Rumination duration, as a key physiological indicator for dairy cows, directly relates to their health status and nutrient absorption efficiency. Adequate rumination duration facilitates the digestion and absorption of feed; however, excessive rumination duration may indicate an overconsumption of coarse fiber feed, resulting in decreased rumination efficiency, which can encroach upon foraging duration and reduce DMI. Schirmann et al. [5] monitored rumination duration, foraging duration, and DMI using HR-Tags and Insentec feeding stations, employing Pearson correlation coefficients for analysis. They found that longer rumination periods were associated with lower feeding times and DMI (r = −0.71, r = −0.72), indicating a negative correlation between feeding and rumination. This underscores the importance of incorporating rumination duration into DMI assessment.

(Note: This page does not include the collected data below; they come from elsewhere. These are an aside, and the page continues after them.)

//! Control-marker and placeholder patterns.

use regex::Regex;
use std::sync::OnceLock;

/// A recognized control marker, with its header text where it has one.
#[derive(Debug, Clone, PartialEq, Eq)]
pub enum Marker<'a> {
    Each(&'a str),
    EndEach,
    EachObj(&'a str),
    EndEachObj,
    If(&'a str),
    Else,
    EndIf,
}

impl Marker<'_> {
    /// Marker text as written in a cell, without header.
    pub fn label(&self) -> &'static str {
        match self {
            Marker::Each(_) => "{{#each}}",
            Marker::EndEach => "{{/each}}",
            Marker::EachObj(_) => "{{#each-obj}}",
            Marker::EndEachObj => "{{/each-obj}}",
            Marker::If(_) => "{{#if}}",
            Marker::Else => "{{else}}",
            Marker::EndIf => "{{/if}}",
        }
    }
}

fn each_re() -> &'static Regex {
    static RE: OnceLock<Regex> = OnceLock::new();
    RE.get_or_init(|| Regex::new(r"^\{\{#each\s+(.+?)\}\}$").expect("valid regex"))
}

fn each_obj_re() -> &'static Regex {
    static RE: OnceLock<Regex> = OnceLock::new();
    RE.get_or_init(|| Regex::new(r"^\{\{#each-obj\s+(.+?)\}\}$").expect("valid regex"))
}

fn if_re() -> &'static Regex {
    static RE: OnceLock<Regex> = OnceLock::new();
    RE.get_or_init(|| Regex::new(r"^\{\{#if\s+(.+?)\}\}$").expect("valid regex"))
}

fn expr_re() -> &'static Regex {
    static RE: OnceLock<Regex> = OnceLock::new();
    RE.get_or_init(|| Regex::new(r"(?s)\{\{=\s*(.+?)\s*\}\}").expect("valid regex"))
}

/// Match trimmed cell text against the control markers.
pub fn parse_marker(text: &str) -> Option<Marker<'_>> {
    let text = text.trim();
    if text.is_empty() {
        return None;
    }
    match text {
        "{{/each}}" => return Some(Marker::EndEach),
        "{{/each-obj}}" => return Some(Marker::EndEachObj),
        "{{else}}" => return Some(Marker::Else),
        "{{/if}}" => return Some(Marker::EndIf),
        _ => {}
    }
    let header = |re: &Regex| {
        re.captures(text)
            .and_then(|caps| caps.get(1))
            .map(|m| m.as_str())
    };
    if let Some(h) = header(each_obj_re()) {
        return Some(Marker::EachObj(h));
    }
    if let Some(h) = header(each_re()) {
        return Some(Marker::Each(h));
    }
    header(if_re()).map(Marker::If)
}

pub fn is_control_marker(text: &str) -> bool {
    parse_marker(text).is_some()
}

/// Whether the text contains at least one `{{= ...}}` placeholder.
pub fn has_placeholder(text: &str) -> bool {
    expr_re().is_match(text)
}

/// Placeholder occurrences, left to right: byte range of the whole match and
/// the trimmed expression inside it.
pub fn placeholders(text: &str) -> Vec<(std::ops::Range<usize>, &str)> {
    expr_re()
        .captures_iter(text)
        .filter_map(|caps| {
            let whole = caps.get(0)?;
            let inner = caps.get(1)?;
            Some((whole.range(), inner.as_str().trim()))
        })
        .collect()
}

#[cfg(test)]
mod tests {
    use super::*;

    #[test]
    fn test_parse_markers() {
        assert_eq!(parse_marker("{{#each $.items as $it i=$i}}"), Some(Marker::Each("$.items as $it i=$i")));
        assert_eq!(parse_marker("  {{#each-obj $.meta}} "), Some(Marker::EachObj("$.meta")));
        assert_eq!(parse_marker("{{#if len($.a) > 0}}"), Some(Marker::If("len($.a) > 0")));
        assert_eq!(parse_marker("{{else}}"), Some(Marker::Else));
        assert_eq!(parse_marker("{{/each}}"), Some(Marker::EndEach));
        assert_eq!(parse_marker("{{/each-obj}}"), Some(Marker::EndEachObj));
        assert_eq!(parse_marker("{{/if}}"), Some(Marker::EndIf));
    }

    #[test]
    fn test_non_markers() {
        assert_eq!(parse_marker(""), None);
        assert_eq!(parse_marker("{{#each}}"), None);
        assert_eq!(parse_marker("x {{/each}}"), None);
        assert_eq!(parse_marker("{{= $.name}}"), None);
        assert!(!is_control_marker("{{#if}}"));
    }

    #[test]
    fn test_placeholders() {
        let text = "Total: {{= $.sum }} of {{=len($.items)}}";
        let found: Vec<_> = placeholders(text).into_iter().map(|(_, e)| e).collect();
        assert_eq!(found, vec!["$.sum", "len($.items)"]);
        assert!(has_placeholder(text));
        assert!(!has_placeholder("{{ $.sum }}"));
    }
}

In summary, this study explored the correlations between various feature variables and DMI in dairy cows, analyzing the contribution of these variables to DMI assessment. Ultimately, seven primary influencing factors were identified as inputs for the model: cow body weight, lying duration, lying times, rumination duration, foraging duration, walking steps, and the concentrate-to-roughage feed ratio.

It should be noted that, although an independent test set was used to evaluate model performance on unseen samples, the number of individual animals involved in this study was limited. Therefore, the collected dataset was primarily intended to support methodological verification of the proposed ITSO-optimized Stacking ensemble framework under controlled experimental conditions, rather than to establish a fully generalized DMI prediction model applicable to diverse herds or production systems. Further validation using larger datasets involving more animals and multiple farms is required to assess broader generalization performance.

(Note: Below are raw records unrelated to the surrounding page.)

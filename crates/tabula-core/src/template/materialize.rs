//! Writes rendered rows back into a sheet.
//!
//! Every rendered row is inserted as a new row at
//! `max(barrier, current position of its template row)`. The barrier only
//! moves down, so a row can never land above one inserted before it, and
//! tracked template-row positions are shifted as rows go in above them.
//! Template rows are deleted afterwards, followed by rows that hold nothing
//! but control markers.

use std::collections::BTreeMap;

use tracing::{debug, trace};

use super::ast::{RowTemplate, SheetTemplate};
use super::markers::{has_placeholder, is_control_marker};
use super::render::RenderRow;
use crate::document::DocumentStore;
use crate::error::Result;
use tabula_engine::engine::{CellRef, MergeRange};

/// Apply `rows` (in render order) to the template's sheet in `store`.
pub fn materialize<S: DocumentStore + ?Sized>(
    store: &mut S,
    template: &SheetTemplate,
    rows: &[RenderRow],
) -> Result<()> {
    let sheet = template.name.as_str();
    let Some((min_row, _)) = template.span else {
        return Ok(());
    };

    let mut positions: BTreeMap<usize, usize> =
        template.row_templates.keys().map(|&row| (row, row)).collect();
    let mut barrier = min_row;
    let blank = RowTemplate::default();

    for rendered in rows {
        let Some(&position) = positions.get(&rendered.source_row) else {
            continue;
        };
        let row_template = template
            .row_templates
            .get(&rendered.source_row)
            .unwrap_or(&blank);

        let at = barrier.max(position);
        store.insert_row(sheet, at)?;
        write_row(store, sheet, at, row_template, rendered)?;
        trace!(sheet, source_row = rendered.source_row, at, "inserted row");

        barrier = at + 1;
        for pos in positions.values_mut() {
            if *pos >= at {
                *pos += 1;
            }
        }
    }

    let mut stale: Vec<usize> = positions.into_values().collect();
    stale.sort_unstable_by(|a, b| b.cmp(a));
    stale.dedup();
    for row in &stale {
        store.remove_row(sheet, *row)?;
    }

    let removed = remove_control_rows(store, sheet)?;
    debug!(
        sheet,
        inserted = rows.len(),
        template_rows = stale.len(),
        marker_rows = removed,
        "materialized sheet"
    );
    Ok(())
}

fn write_row<S: DocumentStore + ?Sized>(
    store: &mut S,
    sheet: &str,
    at: usize,
    template: &RowTemplate,
    rendered: &RenderRow,
) -> Result<()> {
    for (&col, &style) in &template.styles {
        store.set_cell_style(sheet, CellRef::new(col, at), style)?;
    }
    for (&col, raw) in &template.statics {
        let text = if has_placeholder(raw) { "" } else { raw.as_str() };
        store.set_cell_text(sheet, CellRef::new(col, at), text)?;
    }
    for (&col, value) in &rendered.values {
        store.set_cell_text(sheet, CellRef::new(col, at), value)?;
    }
    for &(start, end) in &template.merges {
        store.merge(
            sheet,
            MergeRange::new(CellRef::new(start, at), CellRef::new(end, at)),
        )?;
    }
    Ok(())
}

/// Delete rows whose non-blank cells are all control markers. Returns the
/// number of rows removed.
pub fn remove_control_rows<S: DocumentStore + ?Sized>(store: &mut S, sheet: &str) -> Result<usize> {
    let rows = store.rows(sheet)?;
    let marker_rows: Vec<usize> = rows
        .iter()
        .enumerate()
        .filter(|(_, cells)| {
            let mut filled = cells.iter().map(|c| c.trim()).filter(|c| !c.is_empty()).peekable();
            filled.peek().is_some() && filled.all(is_control_marker)
        })
        .map(|(idx, _)| idx + 1)
        .collect();

    for row in marker_rows.iter().rev() {
        store.remove_row(sheet, *row)?;
    }
    Ok(marker_rows.len())
}
//! Functions available inside boolean conditions.
//!
//! - `path(p)`: resolve a path against the active scope; unit when absent
//! - `len(x)`: length of an array, string (bytes) or map; 0 otherwise.
//!   Registered as [`LEN_FN`] so Rhai's own `len` overloads, which count
//!   string characters, never shadow it.
//! - `exists(x)`: for a string, whether it resolves as a path; otherwise truthiness
//!
//! Conditions are rewritten so that `$.a.b` reaches Rhai as `path("$.a.b")`,
//! `exists($.a)` as `exists("$.a")` and `len(...)` as a [`LEN_FN`] call.
//! Registered closures must be `'static`, so they read the scope through a
//! shared slot that the evaluator fills for the duration of one evaluation.

use std::sync::{Arc, Mutex, PoisonError};

use rhai::{Dynamic, Engine, ImmutableString, Map};

use crate::engine::OwnedScope;

/// Scope visible to the registered functions during an evaluation.
pub type ScopeSlot = Arc<Mutex<Option<OwnedScope>>>;

/// Rhai name of the `len` builtin.
pub const LEN_FN: &str = "value_len";

pub fn register_builtins(engine: &mut Engine, slot: ScopeSlot) {
    let path_slot = Arc::clone(&slot);
    engine.register_fn("path", move |p: &str| -> Dynamic {
        let guard = path_slot.lock().unwrap_or_else(PoisonError::into_inner);
        guard
            .as_ref()
            .and_then(|scope| scope.context().resolve(p).map(|v| v.to_dynamic()))
            .unwrap_or(Dynamic::UNIT)
    });

    engine.register_fn(LEN_FN, |x: Dynamic| -> i64 { dynamic_len(&x) });

    let exists_slot = slot;
    engine.register_fn("exists", move |x: Dynamic| -> bool {
        match x.clone().try_cast::<ImmutableString>() {
            Some(p) => {
                let guard = exists_slot.lock().unwrap_or_else(PoisonError::into_inner);
                guard
                    .as_ref()
                    .is_some_and(|scope| scope.context().exists(p.as_str()))
            }
            None => dynamic_truthy(&x),
        }
    });
}

pub fn dynamic_len(value: &Dynamic) -> i64 {
    if let Some(s) = value.clone().try_cast::<ImmutableString>() {
        return s.len() as i64;
    }
    if let Some(arr) = value.clone().try_cast::<rhai::Array>() {
        return arr.len() as i64;
    }
    if let Some(map) = value.clone().try_cast::<Map>() {
        return map.len() as i64;
    }
    0
}

/// Unit, false, zero, "" and empty collections are falsy.
pub fn dynamic_truthy(value: &Dynamic) -> bool {
    if value.is_unit() {
        return false;
    }
    if let Ok(b) = value.as_bool() {
        return b;
    }
    if let Ok(n) = value.as_int() {
        return n != 0;
    }
    if let Ok(n) = value.as_float() {
        return n != 0.0;
    }
    if value.is_string() || value.is_array() || value.is_map() {
        return dynamic_len(value) > 0;
    }
    true
}

#[cfg(test)]
mod tests {
    use super::*;
    use crate::engine::{EvalContext, Value};
    use serde_json::json;

    fn engine_with(roots: serde_json::Value) -> Engine {
        let ctx = EvalContext::new(vec![Value::from(roots)].into());
        let slot: ScopeSlot = Arc::new(Mutex::new(Some(ctx.snapshot())));
        let mut engine = Engine::new();
        register_builtins(&mut engine, slot);
        engine
    }

    #[test]
    fn test_path_and_len() {
        let engine = engine_with(json!({"arr": [1, 2, 3], "name": "abc", "word": "héllo"}));
        assert_eq!(engine.eval::<i64>(r#"value_len(path("$.arr"))"#).unwrap(), 3);
        assert_eq!(engine.eval::<i64>(r#"value_len(path("$.name"))"#).unwrap(), 3);
        assert_eq!(engine.eval::<i64>(r#"value_len(path("$.word"))"#).unwrap(), 6);
        assert_eq!(engine.eval::<i64>(r#"value_len(path("$.missing"))"#).unwrap(), 0);
        assert!(engine.eval::<bool>(r#"path("$.missing") == ()"#).unwrap());
    }

    #[test]
    fn test_exists_on_strings_and_values() {
        let engine = engine_with(json!({"flag": false}));
        assert!(engine.eval::<bool>(r#"exists("$.flag")"#).unwrap());
        assert!(!engine.eval::<bool>(r#"exists("$.nope")"#).unwrap());
        assert!(!engine.eval::<bool>("exists(0)").unwrap());
        assert!(engine.eval::<bool>("exists([1])").unwrap());
    }

    #[test]
    fn test_dynamic_truthy() {
        assert!(!dynamic_truthy(&Dynamic::UNIT));
        assert!(!dynamic_truthy(&Dynamic::from(String::new())));
        assert!(!dynamic_truthy(&Dynamic::from_array(vec![])));
        assert!(!dynamic_truthy(&Dynamic::from_float(0.0)));
        assert!(dynamic_truthy(&Dynamic::from_int(2)));
        assert!(dynamic_truthy(&Dynamic::from("x".to_string())));
    }
}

Although the selected feature variables demonstrated good assessment performance for DMI, the study only considered a limited number of significant factors while neglecting other potential influences. Future research should comprehensively examine the factors affecting DMI to further optimize the accuracy and effectiveness of the assessment model.

5. Conclusions

This study proposes an ITSO-optimized Stacking ensemble model to assess dry matter intake (DMI) in cows, based on parameters including cow body weight, lying duration, lying times, rumination duration, foraging duration, walking steps, and the concentrate-to-roughage feed ratio. The model exhibits exceptional assessment accuracy, achieving $R^2$, mean squared error (MSE), mean absolute error (MAE), and mean absolute percentage error (MAPE) values of 0.9584, 0.0384 (kg/d)², $0.1682$ kg/d and $1.34\%$, respectively, significantly outperforming other models such as ETR, AdaBoost, KNN, GBR, and the conventional Stacking model. Thus, the model developed in this study provides a robust and precise tool for assessing the DMI of young, non-pregnant Holstein heifers under the experimental conditions considered. While the results demonstrate strong predictive performance within the target population, further validation using data from cows of different ages, physiological stages, and breeds is required before extending its applicability to broader dairy farming scenarios. Nevertheless, the proposed approach offers a solid theoretical basis and valuable practical insights for data-driven feeding management and future optimization of dairy production systems.